The resources on these devices are limited… many will be based on low cost ARM processors with tight memory.  It common for ARM based microcontrollers to have less than 1 MB of flash.  For example: Texas Instruments Tiva TM4C offers 256KB, and both the Freescale Kinetis K50 and STMicro 32F40 offer 512KB.  With an emphasis on cost, IoT developers will be challenged to squeeze more and more capability into these low cost systems to create smart devices.  After all, isn’t the point of building dispersed networks to enable smart devices on the edge to make decisions?

With the need for greater functionality, selecting an embedded OS platform that is scalable is becoming an imperative.  Long before IoT or IoE came on scene, optimizing the footprint of the Nucleus RTOS and middleware has been a priority.   Architecting the Nucleus RTOS to allow software developers to pull in only the kernel and middleware components is seen as a key requirement for embedded systems, and a first step towards footprint reduction.  The fact that the Nucleus kernel can be scaled to under 4KBs is compelling.

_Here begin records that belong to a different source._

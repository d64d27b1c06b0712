pub mod delete;
pub mod extract;
pub mod merge;
pub mod rotate;
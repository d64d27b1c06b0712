use crate::error::{Error, Result};
use crate::page_range::PageIndexSet;
use crate::pdf::PdfDocument;
use std::path::PathBuf;

/// Resolved parameters for one delete invocation.
pub struct DeleteRequest {
    pub input: PathBuf,
    pub output: PathBuf,
    pub pages: PageIndexSet,
}

pub fn run(request: &DeleteRequest) -> Result<()> {
    let doc = PdfDocument::open(&request.input)?;
    let total = doc.page_count();

    // Keep the complement; deleting an index past the end is a no-op.
    let keep: Vec<u32> = (0..total)
        .filter(|index| !request.pages.contains(*index))
        .map(|index| index as u32 + 1)
        .collect();

    if keep.is_empty() {
        return Err(Error::EmptyResult {
            path: request.output.clone(),
        });
    }

    let mut new_doc = doc.extract_pages(&keep);
    PdfDocument::save(&mut new_doc, &request.output)?;

    println!(
        "Deleted {} page(s) from {}, wrote {}",
        total - keep.len(),
        request.input.display(),
        request.output.display()
    );

    Ok(())
}
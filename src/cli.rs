use clap::{Parser, Subcommand};
use std::path::PathBuf;

#[derive(Parser)]
#[command(name = "pdfutil")]
#[command(about = "Merge, extract, rotate, and delete pages in PDF files")]
#[command(version)]
pub struct Cli {
    #[command(subcommand)]
    pub command: Commands,
}

#[derive(Subcommand)]
pub enum Commands {
    /// Merge two or more PDFs into one
    Merge {
        /// Input PDF file(s), concatenated in the order given
        #[arg(short, long, required = true, num_args = 1..)]
        input: Vec<PathBuf>,

        /// Output file
        #[arg(short, long, default_value = "output.pdf")]
        output: PathBuf,
    },

    /// Extract one or more pages into a new PDF
    Extract {
        /// Input PDF file
        #[arg(short, long)]
        input: PathBuf,

        /// Output file
        #[arg(short, long, default_value = "output.pdf")]
        output: PathBuf,

        /// Page(s) to extract, e.g. "3" or "2-5" (1-based)
        #[arg(short, long, num_args = 1..)]
        pages: Vec<String>,
    },

    /// Rotate one or more pages 90 degrees clockwise
    Rotate {
        /// Input PDF file
        #[arg(short, long)]
        input: PathBuf,

        /// Output file
        #[arg(short, long, default_value = "output.pdf")]
        output: PathBuf,

        /// Page(s) to rotate, e.g. "3" or "2-5" (1-based)
        #[arg(short, long, num_args = 1..)]
        pages: Vec<String>,
    },

    /// Delete one or more pages
    Delete {
        /// Input PDF file
        #[arg(short, long)]
        input: PathBuf,

        /// Output file
        #[arg(short, long, default_value = "output.pdf")]
        output: PathBuf,

        /// Page(s) to delete, e.g. "3" or "2-5" (1-based)
        #[arg(short, long, num_args = 1..)]
        pages: Vec<String>,
    },
}
use std::path::PathBuf;
use thiserror::Error;

/// Failure modes for one invocation. Every variant names the token or path
/// that caused it so the message is actionable on its own.
#[derive(Debug, Error)]
pub enum Error {
    /// A `--pages` token is neither `"N"` nor `"N-M"` with 1-based bounds.
    /// Raised during resolution, before any file is touched.
    #[error("invalid page range {token:?} (expected a page number like \"7\" or a range like \"2-5\")")]
    InvalidRangeFormat { token: String },

    /// An input path could not be opened or parsed as a PDF.
    #[error("cannot read {}: {reason}", .path.display())]
    SourceUnreadable { path: PathBuf, reason: String },

    /// The output path could not be serialized, written, or renamed into place.
    #[error("cannot write {}: {reason}", .path.display())]
    DestinationUnwritable { path: PathBuf, reason: String },

    /// Extract/delete would leave zero pages; most PDF consumers reject a
    /// zero-page file, so we refuse to write one.
    #[error("refusing to write {}: no pages would remain", .path.display())]
    EmptyResult { path: PathBuf },
}

pub type Result<T> = std::result::Result<T, Error>;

However for IoT devices, footprint numbers should be meaningful by including the networking stack, security, and wireless connectivity.  Typical configurations for Nucleus are in the 100KB range… well that is downright impressive.   Not all of the 50B IoT devices will need an embedded operating system.. but for the ones that do, Nucleus RTOS is a very good fit.

To learn more about Internet of Things Connectivity for Embedded, check out the free web seminar that Andrew and I participated in last week.

Andrew Caples is a product manager for the Nucleus Real Time Operating System. He can be reached at Andrew_Caples@mentor.com. 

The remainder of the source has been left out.